How to Lose a Job in 10 Days
This year, college grads are having a really difficult time of landing the perfect job compared to how easy it once was.
Just a few years ago, having a college degree and being 23 years old was what employers dreamed of; now however, companies are on hiring freezes, jobs are down sizing, and some local businesses are even closing their doors.
In an effort to bring a little light to the situation (or maybe just plain humor), I have come up with a list of ways on “how to lose a job,” instead of “how to land a job.”
The entire process of looking for, finding, and actually getting a job is challenging. There are a million things to remember when interviewing and the anticipation of hearing back from an employer is inevitably nerve racking. When are they going to call? How long should I wait before I call them? Did they contact my references? All of these and more are questions we ask ourselves when trying to land the perfect job, but who would have ever thought about the different ways to lose that new job?
First day at a new company. What to wear? How should I fix my hair? Should I wear perfume? How professional should my attire be? Your first day is usually the day you are on your best behavior but honestly, getting fired from a job can be easy if you want it to. Here are the top things to do if you want to lose your new job in less than two weeks.
Day two: Show up late for work. Being on time is overrated and who wants to be up and ready that early every morning? Oh and don’t forget a cup of coffee from Starbucks – not for your boss, but for yourself. You are already late, what are ten more minutes going to matter? And while you’re at it, stop and get a muffin or a breakfast sandwich as well. Eat it at your desk and take your time – you are in no hurry to get started with today’s tasks.
Day three: Take a long lunch. An hour is surely not enough time to get somewhere, relax, order a meal and chat with your friends is it? Plus, it’s the middle of the day; you are bound to have some errands to run. And there is nothing better than stopping by the tanning bed for a quick sun bath when it’s chilly outside. Who cares if you come back to work smelling like coconut and sweating through your white shirt?
Day four: Make personal calls. Nowadays cell phones and long distance rates can be outrageous so that’s why it’s a perfect idea to use the company phone to make those necessary calls throughout the day. You know, there’s a big time difference between where you and your best friend from high school live, and the best time to call them is while you are at work. It’s not your fault your boss expects you to still be at work at 3:00 p.m. EVERYDAY.
Day five: One word for you, Internet. Use it! It’s free, kills time and makes you feel busy sitting at your desk. You can go into a chat room at any time throughout your day, so why waste personal time when you could chat at work. And while you are chatting, use your work email address at all times to send out mass chain letters to other co-workers and your parents. And since you are already surfing the net, download all your favorite games, ring tones, music sites and pictures. You don’t want to have a computer filled with boring work information – spice it up with the latest music, backgrounds and even ring tones for your cell phone.
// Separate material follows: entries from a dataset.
//! Loader for RON armory files at startup.

use ron::Options;
use std::fs;
use std::path::Path;

use super::data::*;
use super::registry::Armory;

/// Error type for content loading failures.
#[derive(Debug)]
pub struct ContentLoadError {
    pub file: String,
    pub message: String,
}

impl std::fmt::Display for ContentLoadError {
    fn fmt(&self, f: &mut std::fmt::Formatter<'_>) -> std::fmt::Result {
        write!(f, "Failed to load {}: {}", self.file, self.message)
    }
}

/// Create RON options with extensions enabled for more flexible parsing.
fn ron_options() -> Options {
    Options::default().with_default_extension(ron::extensions::Extensions::IMPLICIT_SOME)
}

/// Load a RON file containing a DataFile<T> wrapper.
fn load_data_file<T>(path: &Path) -> Result<Vec<T>, ContentLoadError>
where
    T: for<'de> serde::Deserialize<'de>,
{
    let file_name = path.display().to_string();
    let contents = fs::read_to_string(path).map_err(|e| ContentLoadError {
        file: file_name.clone(),
        message: format!("IO error: {}", e),
    })?;

    let data: DataFile<T> = ron_options()
        .from_str(&contents)
        .map_err(|e| ContentLoadError {
            file: file_name,
            message: format!("Parse error: {}", e),
        })?;

    Ok(data.items)
}

/// Load a single RON struct (not wrapped in DataFile).
fn load_single_file<T>(path: &Path) -> Result<T, ContentLoadError>
where
    T: for<'de> serde::Deserialize<'de>,
{
    let file_name = path.display().to_string();
    let contents = fs::read_to_string(path).map_err(|e| ContentLoadError {
        file: file_name.clone(),
        message: format!("IO error: {}", e),
    })?;

    ron_options()
        .from_str(&contents)
        .map_err(|e| ContentLoadError {
            file: file_name,
            message: format!("Parse error: {}", e),
        })
}

/// Load all weapon content from assets/data/*.ron into an Armory.
/// Duplicate ids within a file are load errors; the maps are only
/// populated here, never after.
pub fn load_armory(base_path: &Path) -> Result<(Armory, GameplayDefaults), Vec<ContentLoadError>> {
    let mut armory = Armory::default();
    let mut errors = Vec::new();

    let ranged_path = base_path.join("ranged_weapons.ron");
    match load_data_file::<RangedWeaponDef>(&ranged_path) {
        Ok(items) => {
            for item in items {
                if armory.ranged.insert(item.id.clone(), item.clone()).is_some() {
                    errors.push(ContentLoadError {
                        file: ranged_path.display().to_string(),
                        message: format!("duplicate ranged weapon id '{}'", item.id),
                    });
                }
            }
        }
        Err(e) => errors.push(e),
    }

    let melee_path = base_path.join("melee_weapons.ron");
    match load_data_file::<MeleeWeaponDef>(&melee_path) {
        Ok(items) => {
            for item in items {
                if armory.melee.insert(item.id.clone(), item.clone()).is_some() {
                    errors.push(ContentLoadError {
                        file: melee_path.display().to_string(),
                        message: format!("duplicate melee weapon id '{}'", item.id),
                    });
                }
            }
        }
        Err(e) => errors.push(e),
    }

    // Gameplay defaults (single struct, not a list)
    let defaults_path = base_path.join("gameplay_defaults.ron");
    let defaults = match load_single_file::<GameplayDefaults>(&defaults_path) {
        Ok(defaults) => defaults,
        Err(e) => {
            errors.push(e);
            // Required file - nothing sensible to run without it
            return Err(errors);
        }
    };

    if errors.is_empty() {
        Ok((armory, defaults))
    } else {
        Err(errors)
    }
}
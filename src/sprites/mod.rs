//! Sprites module for the layered character rig and its animations.
//!
//! This module handles:
//! - The animation override table (slot -> clip for the equipped loadout)
//! - Body/weapon layer playback fed identically from character flags
//! - Completion callbacks for reload and switch sequences

pub mod animation;
pub mod hud;
pub mod layers;
pub mod overrides;

#[cfg(test)]
mod tests;

use bevy::ecs::message::MessageReader;
use bevy::prelude::*;

pub use animation::*;
pub use hud::*;
pub use layers::*;
pub use overrides::*;

use crate::core::GameState;
use crate::player::{CharacterFlags, Player};

pub struct SpritesPlugin;

impl Plugin for SpritesPlugin {
    fn build(&self, app: &mut App) {
        app.init_resource::<OverrideTable>()
            .add_message::<AnimTrigger>()
            .add_systems(
                Update,
                (
                    sync_presentation,
                    update_animation_frames,
                    report_finished_actions,
                    apply_override_clips,
                    sync_layer_facing,
                )
                    .chain()
                    // The rig animates in the deploy preview too.
                    .run_if(in_state(GameState::Deploy).or(in_state(GameState::Run))),
            )
            .add_systems(
                Update,
                hud::update_ammo_counter
                    // Reads the clip after a successful reload restocks it.
                    .after(crate::player::switching::handle_completions)
                    .run_if(in_state(GameState::Run)),
            );
    }
}

/// Feed this tick's flags and triggers to every rig layer.
///
/// Both the body and the weapon layer receive the exact same values
/// from the exact same source, so their presentation cannot diverge.
fn sync_presentation(
    player: Query<&CharacterFlags, With<Player>>,
    mut triggers: MessageReader<AnimTrigger>,
    mut layers: Query<&mut AnimationController>,
) {
    let Ok(flags) = player.single() else {
        return;
    };

    let pending: Vec<TriggerKind> = triggers.read().map(|t| t.kind).collect();

    for mut controller in &mut layers {
        controller.set_flags(flags.is_moving, flags.is_crouching);
        for kind in &pending {
            controller.trigger(*kind);
        }
    }
}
Day six: Okay, you have enjoyed your weekend and now you are expected to come back to work all relaxed and ready to be a team player, but who is ready to work on a Monday? And now you are swamped with customers wanting your precious time. Best way to get the customers to leave you alone – ignore them. Talk to your co-workers instead of giving them any of your attention. Don’t have answers to their questions; heck you’ve only been there a week.
Day seven: Don’t go beyond your job description. Even when a project is down to the wire and your help is desperately needed, just remember: “It’s not your responsibility.”
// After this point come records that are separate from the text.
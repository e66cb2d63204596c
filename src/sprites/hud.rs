//! HUD ammo counter.
//!
//! Picks the ammo-counter sprite for the active ranged weapon from its
//! empty-to-full sequence. Data-level only: rendering samples
//! `sprite_key` the same way the rig layers sample [`LayerClip`].

use bevy::ecs::message::MessageReader;
use bevy::prelude::*;

use crate::armory::Armory;
use crate::player::{AmmoClip, EquippedLoadout, Player, ReloadFinished, ShotFired};

/// Marker plus the currently selected counter sprite.
#[derive(Component, Debug, Default)]
pub struct AmmoCounter {
    pub sprite_key: Option<String>,
}

/// Refresh the counter when a shot or a reload changes the clip.
pub fn update_ammo_counter(
    mut shots: MessageReader<ShotFired>,
    mut reloads: MessageReader<ReloadFinished>,
    armory: Res<Armory>,
    player: Query<(&AmmoClip, &EquippedLoadout), With<Player>>,
    mut counters: Query<&mut AmmoCounter>,
) {
    let fired = shots.read().count() > 0;
    let reloaded = reloads.read().count() > 0;
    let unset = counters.iter().any(|c| c.sprite_key.is_none());
    if !fired && !reloaded && !unset {
        return;
    }

    let Ok((ammo, loadout)) = player.single() else {
        return;
    };
    let Ok(def) = armory.lookup_ranged(&loadout.ranged) else {
        return;
    };

    let index = ammo.counter_index(def.clip_size, def.ammo_counter.len());
    for mut counter in &mut counters {
        counter.sprite_key = def.ammo_counter.get(index).cloned();
    }
}
mod armory;
mod core;
#[cfg(feature = "dev-tools")]
mod debug;
mod loadout;
mod player;
mod projectiles;
mod sprites;

use avian2d::prelude::*;
use bevy::prelude::*;

fn main() {
    let mut app = App::new();
    app.add_plugins(DefaultPlugins.set(WindowPlugin {
        primary_window: Some(Window {
            title: "Trenchline".to_string(),
            resolution: (1280, 720).into(),
            resizable: true,
            ..default()
        }),
        ..default()
    }))
    .add_plugins(PhysicsPlugins::default())
    .add_plugins((
        core::CorePlugin,
        armory::ArmoryPlugin,
        loadout::LoadoutPlugin,
        player::PlayerPlugin,
        sprites::SpritesPlugin,
        projectiles::ProjectilesPlugin,
    ));

    #[cfg(feature = "dev-tools")]
    app.add_plugins(debug::DebugPlugin);

    app.run();
}
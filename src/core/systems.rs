//! Core domain: match flow systems and setup.

use bevy::ecs::message::MessageReader;
use bevy::prelude::*;
use rand::Rng;

use super::resources::RunConfig;
use super::state::GameState;
use crate::player::PlayerDied;

pub(crate) fn setup_camera(mut commands: Commands) {
    commands.spawn(Camera2d);
}

/// Content loads in Startup; once the armory resource exists, move on
/// to the deploy menu.
pub(crate) fn advance_from_boot(
    armory: Option<Res<crate::armory::Armory>>,
    mut next_state: ResMut<NextState<GameState>>,
) {
    if armory.is_some() {
        next_state.set(GameState::Deploy);
    }
}

/// Initialize a new run with a fresh seed and zeroed distance.
pub(crate) fn initialize_run(mut run_config: ResMut<RunConfig>) {
    let seed = rand::rng().random();
    run_config.reset(seed);
    info!("match start, seed {}", run_config.seed);
}

/// Move to the end screen when the player goes down.
pub(crate) fn handle_death(
    mut died: MessageReader<PlayerDied>,
    mut next_state: ResMut<NextState<GameState>>,
) {
    if died.read().next().is_some() {
        next_state.set(GameState::Dead);
    }
}
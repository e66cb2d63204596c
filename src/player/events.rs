//! Player domain: completion callbacks and outbound notifications.

use bevy::ecs::message::Message;

/// Completion callback for a reload sequence, delivered by the
/// animation/timing layer. `success: false` means the sequence was
/// interrupted; the clip is not restocked.
#[derive(Debug)]
pub struct ReloadFinished {
    pub success: bool,
}

impl Message for ReloadFinished {}

/// Completion callback for a weapon-switch sequence. Only a successful
/// completion flips the active weapon class.
#[derive(Debug)]
pub struct SwitchFinished {
    pub success: bool,
}

impl Message for SwitchFinished {}

/// Fired once per shot for HUD/telemetry (drives the ammo counter).
#[derive(Debug)]
pub struct ShotFired;

impl Message for ShotFired {}

/// Fired when the player takes a hit.
#[derive(Debug)]
pub struct PlayerWounded;

impl Message for PlayerWounded {}

/// Fired once when wounds reach the fatal count.
#[derive(Debug)]
pub struct PlayerDied;

impl Message for PlayerDied {}
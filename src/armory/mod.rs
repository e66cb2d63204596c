//! Armory domain: immutable weapon catalog loaded from RON content.

pub mod data;
pub mod loader;
pub mod registry;
pub mod validation;

#[cfg(test)]
mod tests;

use bevy::prelude::*;
use std::path::Path;

pub use data::*;
pub use loader::ContentLoadError;
pub use registry::{Armory, UnknownWeapon};
pub use validation::{ValidationError, validate_armory};

pub struct ArmoryPlugin;

impl Plugin for ArmoryPlugin {
    fn build(&self, app: &mut App) {
        app.add_systems(Startup, load_armory_content);
    }
}

/// Load and validate all weapon content at boot.
///
/// Content is static and every name the UI or defaults reference must
/// resolve, so any load or validation error is fatal here rather than
/// surfacing mid-run.
pub(crate) fn load_armory_content(mut commands: Commands) {
    let base_path = Path::new("assets/data");

    let (armory, defaults) = match loader::load_armory(base_path) {
        Ok(loaded) => loaded,
        Err(errors) => {
            for e in &errors {
                error!("{}", e);
            }
            panic!("armory content failed to load ({} errors)", errors.len());
        }
    };

    let validation_errors = validate_armory(&armory, &defaults);
    if !validation_errors.is_empty() {
        for e in &validation_errors {
            error!("{}", e);
        }
        panic!(
            "armory content failed validation ({} errors)",
            validation_errors.len()
        );
    }

    info!("{}", armory.summary());
    commands.insert_resource(armory);
    commands.insert_resource(defaults);
}
//! Debug tooling for fast iteration, behind the `dev-tools` feature.
//!
//! Hotkeys:
//! - F3: toggle state tracing (transition/flag changes logged per tick)
//! - F4: toggle invincibility
//! - F5: refill the clip

use bevy::prelude::*;

use crate::armory::Armory;
use crate::core::{GameState, RunConfig};
use crate::player::{
    AmmoClip, CharacterFlags, EquippedLoadout, Invulnerable, Player, TransitionState,
};

#[derive(Resource, Debug, Default)]
pub struct DebugState {
    /// Whether per-tick state tracing is on.
    pub trace: bool,
    /// Whether projectile hits are ignored.
    pub invincible: bool,
}

pub struct DebugPlugin;

impl Plugin for DebugPlugin {
    fn build(&self, app: &mut App) {
        app.init_resource::<DebugState>().add_systems(
            Update,
            (handle_debug_hotkeys, trace_player_state)
                .chain()
                .run_if(in_state(GameState::Run)),
        );
    }
}

fn handle_debug_hotkeys(
    keys: Res<ButtonInput<KeyCode>>,
    armory: Res<Armory>,
    mut state: ResMut<DebugState>,
    mut player: Query<
        (
            Entity,
            Option<&Invulnerable>,
            &EquippedLoadout,
            &mut AmmoClip,
        ),
        With<Player>,
    >,
    mut commands: Commands,
) {
    if keys.just_pressed(KeyCode::F3) {
        state.trace = !state.trace;
        info!("debug trace {}", if state.trace { "on" } else { "off" });
    }
    if keys.just_pressed(KeyCode::F4) {
        state.invincible = !state.invincible;
        if let Ok((entity, shielded, _, _)) = player.single_mut() {
            if state.invincible && shielded.is_none() {
                commands.entity(entity).insert(Invulnerable);
            } else if !state.invincible && shielded.is_some() {
                commands.entity(entity).remove::<Invulnerable>();
            }
        }
        info!(
            "invincibility {}",
            if state.invincible { "on" } else { "off" }
        );
    }
    if keys.just_pressed(KeyCode::F5) {
        if let Ok((_, _, loadout, mut ammo)) = player.single_mut() {
            if refill_clip(&armory, loadout, &mut ammo) {
                info!("clip refilled");
            }
        }
    }
}

/// Restock the clip to the active ranged weapon's full size.
fn refill_clip(armory: &Armory, loadout: &EquippedLoadout, ammo: &mut AmmoClip) -> bool {
    match armory.lookup_ranged(&loadout.ranged) {
        Ok(def) => {
            ammo.restock(def.clip_size);
            true
        }
        Err(e) => {
            warn!("clip refill skipped: {}", e);
            false
        }
    }
}

/// Log transition/flag changes so control bugs can be read off the
/// console instead of guessed from animation.
fn trace_player_state(
    state: Res<DebugState>,
    run: Res<RunConfig>,
    player: Query<(&TransitionState, &CharacterFlags, &AmmoClip), With<Player>>,
    mut last: Local<Option<(TransitionState, CharacterFlags)>>,
) {
    if !state.trace {
        return;
    }
    let Ok((transition, flags, ammo)) = player.single() else {
        return;
    };
    let snapshot = (*transition, *flags);
    if last.as_ref() != Some(&snapshot) {
        debug!(
            "d={:.0} transition={:?} flags={:?} rounds={}",
            run.distance_traveled, transition, flags, ammo.rounds
        );
        *last = Some(snapshot);
    }
}
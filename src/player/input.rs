//! Player domain: raw input sampling and per-tick flag resolution.
//!
//! Sampling and resolution are split so the precedence ladder is a pure
//! function over plain values: move and crouch are hold-downs, switch,
//! reload and attack are one-taps, and the transition state decides
//! what this tick is allowed to start.

use bevy::ecs::message::MessageWriter;
use bevy::prelude::*;

use super::components::{AmmoClip, CharacterFlags, EquippedLoadout, Player, TransitionState};
use super::events::ShotFired;
use crate::armory::WeaponClass;
use crate::sprites::{AnimTrigger, TriggerKind};

/// Raw button state sampled once per tick.
#[derive(Resource, Debug, Default, Clone, Copy)]
pub struct RawInput {
    pub move_held: bool,
    pub crouch_held: bool,
    pub attack_pressed: bool,
    pub reload_pressed: bool,
    pub switch_pressed: bool,
}

pub(crate) fn sample_raw_input(
    keyboard: Res<ButtonInput<KeyCode>>,
    mouse: Res<ButtonInput<MouseButton>>,
    mut raw: ResMut<RawInput>,
) {
    raw.move_held = keyboard.pressed(KeyCode::KeyD);
    raw.crouch_held = keyboard.pressed(KeyCode::ShiftLeft);
    raw.reload_pressed = keyboard.just_pressed(KeyCode::KeyR);
    raw.attack_pressed = mouse.just_pressed(MouseButton::Left);
    raw.switch_pressed = mouse.just_pressed(MouseButton::Right);
}

/// What one tick of input resolution produced.
#[derive(Debug, Default, PartialEq, Eq)]
pub(crate) struct ResolvedTick {
    pub flags: CharacterFlags,
    pub triggers: Vec<TriggerKind>,
    /// A ranged attack was accepted; spend a round and notify the HUD.
    pub shot_fired: bool,
}

/// Resolve this tick's flags and triggers from raw input.
///
/// Precedence, evaluated in order:
/// 1. movement is suppressed while a reload or switch is in flight;
/// 2. crouch suppresses movement and cannot be entered while attacking;
///    entering it drops a simultaneous attack tap;
/// 3. a switch request cancels movement this tick and raises the
///    switching flag immediately;
/// 4. reload only from idle with the ranged weapon in hand;
/// 5. attack is blocked by reloading but not by switching (the source
///    behavior is asymmetric here, and it is kept that way).
pub(crate) fn resolve_tick(
    raw: &RawInput,
    prev: &CharacterFlags,
    transition: &mut TransitionState,
    active: WeaponClass,
) -> ResolvedTick {
    let mut flags = CharacterFlags::default();
    let mut triggers = Vec::new();
    let mut shot_fired = false;

    let entering_crouch = raw.crouch_held && !prev.is_crouching;

    // 1. movement
    if transition.is_idle() && raw.move_held {
        flags.is_moving = true;
    }

    // 2. crouch
    if raw.crouch_held && !prev.is_attacking {
        flags.is_crouching = true;
        flags.is_moving = false;
    }

    // 3. switch
    if raw.switch_pressed && transition.begin_switch() {
        flags.is_moving = false;
        triggers.push(TriggerKind::SwitchWeapon);
    }

    // 4. reload
    if raw.reload_pressed && transition.begin_reload(active) {
        triggers.push(TriggerKind::Reload);
    }

    // 5. attack - re-check reloading so a reload accepted above blocks
    //    an attack tap from the same tick
    let reloading_now = *transition == TransitionState::Reloading;
    if raw.attack_pressed && !reloading_now && !(flags.is_crouching && entering_crouch) {
        flags.is_attacking = true;
        match active {
            WeaponClass::Melee => triggers.push(TriggerKind::Attack),
            WeaponClass::Ranged => {
                triggers.push(TriggerKind::Shoot);
                shot_fired = true;
            }
        }
    }

    flags.is_reloading = *transition == TransitionState::Reloading;
    flags.is_switching = *transition == TransitionState::SwitchingWeapon;

    ResolvedTick {
        flags,
        triggers,
        shot_fired,
    }
}

/// System wrapper: resolve the sampled input against the player's
/// state and publish flags, triggers and shot notifications.
pub(crate) fn resolve_character_input(
    raw: Res<RawInput>,
    mut query: Query<
        (
            &mut CharacterFlags,
            &mut TransitionState,
            &EquippedLoadout,
            &mut AmmoClip,
        ),
        With<Player>,
    >,
    mut triggers: MessageWriter<AnimTrigger>,
    mut shots: MessageWriter<ShotFired>,
) {
    let Ok((mut flags, mut transition, loadout, mut ammo)) = query.single_mut() else {
        return;
    };

    let resolved = resolve_tick(&raw, &flags, &mut transition, loadout.active);

    for kind in &resolved.triggers {
        triggers.write(AnimTrigger { kind: *kind });
    }
    if resolved.shot_fired {
        ammo.fire();
        shots.write(ShotFired);
    }

    *flags = resolved.flags;
}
Day eight: Leave work early. Who exactly made the 5:00 o’clock rule anyway? If you leave work thirty minutes early, just think of how much you could get done before dinner. Thirty minutes is nothing compared to the fact you have been there since 8:00 a.m. Besides, your personal errands should always come first in your daily schedule.
Day nine: Party hard! It’s been a rough week and you deserve a few drinks and a night at the dance club. Who cares if you don’t get home til 3:00 a.m., you can sleep till 10:00 and just show up to work late. An employer would rather have you rested and showered than tired and hung over.
Day ten: Say farewell to your new co-workers because you won’t be coming back in the morning.

2 Comments
The article teaches immaturity from the eyes of a young person–unusual to see. Most articles that would help immature people see their mistakes are written by older people and immediately turn the ones off who really need to read them.
Great article;every young person should read & heed these words!!